On Mon, 15 Jul 2024 19:58:23 GMT, fabioromano1 <d...@openjdk.org> wrote:

>> I have implemented the Zimmermann's square root algorithm, available in 
>> works [here](https://inria.hal.science/inria-00072854/en/) and 
>> [here](https://www.researchgate.net/publication/220532560_A_proof_of_GMP_square_root).
>> 
>> The algorithm is proved to be asymptotically faster than the Newton's 
>> Method, even for small numbers. To get an idea of how much the Newton's 
>> Method is slow,  consult my article 
>> [here](https://arxiv.org/abs/2406.07751), in which I compare Newton's Method 
>> with a version of classical square root algorithm that I implemented.
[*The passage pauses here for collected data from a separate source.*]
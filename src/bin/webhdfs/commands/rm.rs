use anyhow::{Context, Result};
use webhdfs::{Transport, WebHdfsClient};

pub fn run<T: Transport>(
    client: &WebHdfsClient<T>,
    paths: &[String],
    recursive: bool,
) -> Result<()> {
    for path in paths {
        client
            .remove(path, recursive)
            .with_context(|| format!("Cannot remove: {}", path))?;
    }
    Ok(())
}
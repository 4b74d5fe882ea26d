// # webhdfs: a WebHDFS client library
//
// Filesystem operations (list, read, write, rename, delete, mkdir) against a
// Hadoop-compatible cluster over its REST interface, optionally through a
// security gateway with HTTP Basic authentication.
//
// The HTTP implementation is behind the `reqwest` feature (on by default);
// without it, callers supply their own `Transport`.

/// The WebHDFS operation client.
pub mod client;

/// Client session configuration and credential parsing.
pub mod config;

/// Service URL construction.
pub mod endpoint;

/// Error kinds and status classification.
pub mod error;

/// reqwest-backed transport. Enabled with the `reqwest` feature.
#[cfg(feature = "reqwest")]
pub mod http;

/// The transport seam and its request/response types.
pub mod transport;

/// Wire types decoded from WebHDFS responses.
pub mod types;

pub use client::{Chunks, FileReader, WebHdfsClient};
pub use config::{ClientConfig, parse_auth};
pub use endpoint::ServiceEndpoint;
pub use error::{Result, WebHdfsError};
#[cfg(feature = "reqwest")]
pub use http::HttpTransport;
pub use transport::{Credentials, HeaderLog, Transport, TransportOptions};
pub use types::{DirectoryEntry, FileType};
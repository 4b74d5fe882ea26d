use std::io::Write;

use anyhow::{Context, Result};
use webhdfs::{Transport, WebHdfsClient, WebHdfsError};

const CHUNK_SIZE: usize = 64 * 1024;

pub fn run<T: Transport>(
    client: &WebHdfsClient<T>,
    paths: &[String],
    out: &mut impl Write,
) -> Result<()> {
    for path in paths {
        let reader = client
            .open(path)
            .with_context(|| format!("cannot read {}", path))?;
        for chunk in reader.chunks(CHUNK_SIZE) {
            let chunk = chunk
                .map_err(WebHdfsError::from)
                .with_context(|| format!("read of {} aborted", path))?;
            out.write_all(&chunk)?;
        }
    }
    out.flush()?;
    Ok(())
}
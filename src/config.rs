//! # Client Configuration
//!
//! The immutable record a client session is built from. Values are supplied
//! by the caller (normally the CLI) and never change after construction.

use std::time::Duration;

use crate::endpoint::{DEFAULT_HOST, DEFAULT_PORT, DEFAULT_SERVICE, DEFAULT_VERSION, ServiceEndpoint};
use crate::transport::{Credentials, TransportOptions};

#[derive(Debug, Clone)]
pub struct ClientConfig {
    /// Explicit base URI. When set, `host`, `port` and `secure` are unused.
    pub base: Option<String>,
    pub host: String,
    pub port: u16,
    pub secure: bool,
    pub gateway: Option<String>,
    pub service: String,
    pub version: String,
    pub credentials: Option<Credentials>,
    pub verify_tls: bool,
    pub proxy: Option<String>,
    pub timeout: Option<Duration>,
    /// Log the headers of every issued request at debug level.
    pub verbose: bool,
}

impl Default for ClientConfig {
    fn default() -> Self {
        ClientConfig {
            base: None,
            host: DEFAULT_HOST.to_string(),
            port: DEFAULT_PORT,
            secure: false,
            gateway: None,
            service: DEFAULT_SERVICE.to_string(),
            version: DEFAULT_VERSION.to_string(),
            credentials: None,
            verify_tls: true,
            proxy: None,
            timeout: None,
            verbose: false,
        }
    }
}

impl ClientConfig {
    pub fn endpoint(&self) -> ServiceEndpoint {
        let endpoint = match &self.base {
            Some(base) => ServiceEndpoint::from_base(base),
            None => ServiceEndpoint::from_host(Some(&self.host), Some(self.port), self.secure),
        };
        endpoint
            .with_gateway(self.gateway.as_deref())
            .with_service(&self.service)
    }

    pub fn transport_options(&self) -> TransportOptions {
        TransportOptions {
            credentials: self.credentials.clone(),
            verify_tls: self.verify_tls,
            proxy: self.proxy.clone(),
            timeout: self.timeout,
        }
    }

    /// Builds a client over HTTP, wrapped in the header logger.
    #[cfg(feature = "reqwest")]
    pub fn connect(
        &self,
    ) -> crate::Result<crate::WebHdfsClient<crate::transport::HeaderLog<crate::http::HttpTransport>>>
    {
        let transport = crate::http::HttpTransport::new(&self.transport_options())?;
        Ok(crate::WebHdfsClient::new(
            self.endpoint(),
            crate::transport::HeaderLog::new(transport, self.verbose),
        )
        .with_version(&self.version))
    }
}

/// Parses a `user:pass` string. Only the first colon separates; a value
/// without one is a user with no password. Empty input means no credentials.
pub fn parse_auth(value: &str) -> Option<Credentials> {
    if value.is_empty() {
        return None;
    }
    Some(match value.split_once(':') {
        Some((user, pass)) => Credentials {
            username: user.to_string(),
            password: Some(pass.to_string()),
        },
        None => Credentials {
            username: value.to_string(),
            password: None,
        },
    })
}
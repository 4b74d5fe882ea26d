use std::fs::File;

use anyhow::{Context, Result};
use webhdfs::{Transport, WebHdfsClient};

use crate::common::copy_target;

pub fn run<T: Transport>(
    client: &WebHdfsClient<T>,
    src: &str,
    dst: &str,
    force: bool,
) -> Result<()> {
    let size = std::fs::metadata(src)
        .with_context(|| format!("cannot stat {}", src))?
        .len();
    let input = File::open(src).with_context(|| format!("cannot open {}", src))?;
    let target = copy_target(src, dst);
    client
        .copy(input, &target, size, force)
        .with_context(|| format!("Copy failed: {} -> {}", src, target))
}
After 
>> implementing Zimmermann's algorithm, it turns out that it is faster than my 
>> algorithm even for small numbers.
>
> fabioromano1 has updated the pull request incrementally with one additional 
> commit since the last revision:
> 
>   Optimized shift-and-add operations

src/java.base/share/classes/java/math/MutableBigInteger.java line 1978:

> 1976:              * is either correct, or rounded up by one if the value is 
> too high
> 1977:              * and too close to the next perfect square.
> 1978:              */

Contrary to my previous believe and own experiments, I now think this code is 
incorrect.

Let `long t = 3037000503L` and `long x = t * t`. The code computes `long s == 
3037000502L`, an underestimate of the correct square root `t` by 1. 
Underestimates are neither detected nor corrected.
Of course, the corresponding remainder `long r = x - s * s`, namely `r = 
6074001005L`, is just barely too large as it does _not_ meet `r <= 2 * s`.